Lloyd McKenzie (Apr 27 2021 at 22:44):
Wanting a single resource doesn't make it a requirement. There are lots of situations where we might like all data to be in a single resource but need to access more than one. You can certainly ballot the change in R5, but this change has been driven by a LOT of implementer discussion and a strong desire to eliminate confusion and drive consistency. Combining "what's authorized" and "what's actually happening" into a single resource turns out to be a bad idea in practice - because a lot of the things you want to be able to say - about status, dose, start and end date, etc. are actually different for the authorization and "what's happening" aspects. Also, if you're dealing with two statuses, then in FHIR terms, that generally means "two resources". The fact that IPS will be widely implemented won't change that.
Vassil Peytchev (Apr 27 2021 at 22:47):
I've been following the thread from the beginning, and all I can discern is "We had this shiny widget, and we used it in a certain way, and we want to keep using it exactly in that way."
I have no doubts that
medication summaries that include prescribing and dispensing activity as well as administrations
is a real need. I just can't connect it to the insistence that it all has to be represented as a single resource. Is it not possible to use a combination of MedReq, MedAdmin, and MedUsage together to create a comprehensive medication summary? If there are missing pieces, what are they?
Peter Jordan (Apr 28 2021 at 01:53):
@Lloyd McKenzie - what particularly experience tells you that it's a bad idea to retain a widely-implemented resource that facilitates a comprehensive medication summary?
Is it the Medication Section in C-CDA?...
"The Medications Section contains a patient's current medications and pertinent medication history. At a minimum, the currently active medications are listed. An entire medication history is an option.
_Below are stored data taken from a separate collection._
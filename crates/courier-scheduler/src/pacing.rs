//! Pacing policy: per-message composition delay, post-send pacing and the
//! periodic cooldown.
//!
//! ```text
//! claim ──► typing delay ──► send ──► pace delay ──► (claim again)
//!   ▲                                                   │
//!   └──── cooldown (every max_messages_per_channel) ◄───┘
//! ```
//!
//! Every draw has a `*_with` variant taking an explicit RNG so tests can
//! seed it; the plain variants use the thread RNG and never hold it across
//! an await.

use std::time::Duration;

use courier_core::config::PacingConfig;
use rand::Rng;

/// Which branch of the cooldown was taken.
#[derive(Debug, Clone, Copy, PartialEq, Eq)]
pub enum CooldownKind {
    /// Rare long break.
    OccasionalBreak,
    /// Regular pause, itself sometimes drawn from the extended range.
    ExtendedPause,
}

#[derive(Debug, Clone, Copy, PartialEq, Eq)]
pub struct Cooldown {
    pub kind: CooldownKind,
    pub duration: Duration,
}

#[derive(Debug, Clone)]
pub struct PacingPolicy {
    config: PacingConfig,
}

impl PacingPolicy {
    pub fn new(config: PacingConfig) -> Self {
        Self { config }
    }

    /// Whether a channel must cool down before its next claim.
    pub fn needs_cooldown(&self, sent_since_reset: u32) -> bool {
        sent_since_reset >= self.config.max_messages_per_channel
    }

    /// Reading time plus writing time proportional to the body's word count.
    pub fn typing_delay(&self, body: &str) -> Duration {
        self.typing_delay_with(&mut rand::thread_rng(), body)
    }

    pub fn typing_delay_with<R: Rng + ?Sized>(&self, rng: &mut R, body: &str) -> Duration {
        let c = &self.config;
        let words = word_count(body);
        let reading = between(rng, c.reading_min_ms, c.reading_max_ms);
        let writing = between(rng, c.writing_min_ms, c.writing_max_ms)
            + words * between(rng, c.per_word_min_ms, c.per_word_max_ms);
        Duration::from_millis(reading + writing)
    }

    /// Delay after a finished send before the channel may claim again.
    pub fn pace_delay(&self) -> Duration {
        self.pace_delay_with(&mut rand::thread_rng())
    }

    pub fn pace_delay_with<R: Rng + ?Sized>(&self, rng: &mut R) -> Duration {
        let c = &self.config;
        let ms = if rng.gen_bool(c.extended_pause_probability) {
            between(rng, c.extended_pause_min_ms, c.extended_pause_max_ms)
        } else {
            between(rng, c.message_pace_min_ms, c.message_pace_max_ms)
        };
        Duration::from_millis(ms)
    }

    /// Cooldown taken once a channel reaches `max_messages_per_channel`.
    pub fn cooldown(&self) -> Cooldown {
        self.cooldown_with(&mut rand::thread_rng())
    }

    pub fn cooldown_with<R: Rng + ?Sized>(&self, rng: &mut R) -> Cooldown {
        let c = &self.config;
        if rng.gen_bool(c.occasional_break_probability) {
            Cooldown {
                kind: CooldownKind::OccasionalBreak,
                duration: Duration::from_millis(between(
                    rng,
                    c.occasional_break_min_ms,
                    c.occasional_break_max_ms,
                )),
            }
        } else {
            Cooldown {
                kind: CooldownKind::ExtendedPause,
                duration: self.pace_delay_with(rng),
            }
        }
    }
}

/// Space-separated word count; an empty body still counts as one word.
fn word_count(body: &str) -> u64 {
    body.split(' ').count() as u64
}

/// Uniform draw in `[min, max]`.
fn between<R: Rng + ?Sized>(rng: &mut R, min: u64, max: u64) -> u64 {
    if min >= max {
        min
    } else {
        rng.gen_range(min..=max)
    }
}

#[cfg(test)]
mod tests {
    use super::*;
    use rand::SeedableRng;
    use rand::rngs::StdRng;

    fn fixed() -> PacingConfig {
        PacingConfig {
            max_messages_per_channel: 7,
            message_pace_min_ms: 2_000,
            message_pace_max_ms: 2_000,
            extended_pause_probability: 0.0,
            extended_pause_min_ms: 9_000,
            extended_pause_max_ms: 9_000,
            occasional_break_probability: 0.0,
            occasional_break_min_ms: 40_000,
            occasional_break_max_ms: 40_000,
            reading_min_ms: 1_000,
            reading_max_ms: 1_000,
            writing_min_ms: 1_500,
            writing_max_ms: 1_500,
            per_word_min_ms: 100,
            per_word_max_ms: 100,
        }
    }

    #[test]
    fn test_typing_delay_scales_with_words() {
        let policy = PacingPolicy::new(fixed());
        let mut rng = StdRng::seed_from_u64(1);
        assert_eq!(
            policy.typing_delay_with(&mut rng, "hi"),
            Duration::from_millis(1_000 + 1_500 + 100)
        );
        assert_eq!(
            policy.typing_delay_with(&mut rng, "one two three four"),
            Duration::from_millis(1_000 + 1_500 + 400)
        );
        assert_eq!(word_count(""), 1);
    }

    #[test]
    fn test_typing_delay_within_default_bounds() {
        let policy = PacingPolicy::new(PacingConfig::default());
        let mut rng = StdRng::seed_from_u64(7);
        for _ in 0..200 {
            let d = policy.typing_delay_with(&mut rng, "hola que tal").as_millis();
            assert!((1_000 + 1_500 + 3 * 50..=2_000 + 3_000 + 3 * 100).contains(&d));
        }
    }

    #[test]
    fn test_pace_delay_branches() {
        let mut cfg = fixed();
        let mut rng = StdRng::seed_from_u64(3);
        assert_eq!(
            PacingPolicy::new(cfg.clone()).pace_delay_with(&mut rng),
            Duration::from_millis(2_000)
        );
        cfg.extended_pause_probability = 1.0;
        assert_eq!(
            PacingPolicy::new(cfg).pace_delay_with(&mut rng),
            Duration::from_millis(9_000)
        );
    }

    #[test]
    fn test_cooldown_branches() {
        let mut cfg = fixed();
        let mut rng = StdRng::seed_from_u64(11);
        let pause = PacingPolicy::new(cfg.clone()).cooldown_with(&mut rng);
        assert_eq!(pause.kind, CooldownKind::ExtendedPause);
        assert_eq!(pause.duration, Duration::from_millis(2_000));

        cfg.occasional_break_probability = 1.0;
        let brk = PacingPolicy::new(cfg).cooldown_with(&mut rng);
        assert_eq!(brk.kind, CooldownKind::OccasionalBreak);
        assert_eq!(brk.duration, Duration::from_millis(40_000));
    }

    #[test]
    fn test_needs_cooldown_at_threshold() {
        let policy = PacingPolicy::new(fixed());
        assert!(!policy.needs_cooldown(6));
        assert!(policy.needs_cooldown(7));
        assert!(policy.needs_cooldown(8));
    }
}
The section can describe a patient's prescription and dispense history and information about intended drug monitoring.
This section requires either an entry indicating the subject is not known to be on any medications or entries summarizing the subject's medications."
Furthermore, adding a resource called MedicationUsage when there is one already called MedicationAdministration is far more likely to cause confusion and '2 statuses = 2 FHR resources' - really? We'd have a 1,000 resources if that rule were to be applied.
Lloyd McKenzie (Apr 28 2021 at 02:45):
There are very few resources that have multiple statuses. A couple of those we're looking at splitting. Others are talking about orthogonal aspects of the same action. Here, we're talking about two completely separate actions - what's authorized and what's being taken - each action having a number of characteristics that are specific to that distinct action. MedicationStatement wasn't meeting the full use-case because there was no way to distinguish the state of the authorization from the state of what the patient was actually doing. Also, there was overlap because MedicationRequest was intended to cover all use-cases related to "what's supposed to happen", so there were systems trying to cover exactly the same use-cases using different resources.
Peter Jordan (Apr 28 2021 at 03:05):
I'm going to take a forensic look at the status codes in the medication resources in R4 and R5. This isn't an academic exercise, I have two major NZ implementations to consider - i.e. mapping the entire NZePS Data Model to FHIR and the( C-CDA like) Medication Profile from our GP2GP Data Model to the IPS.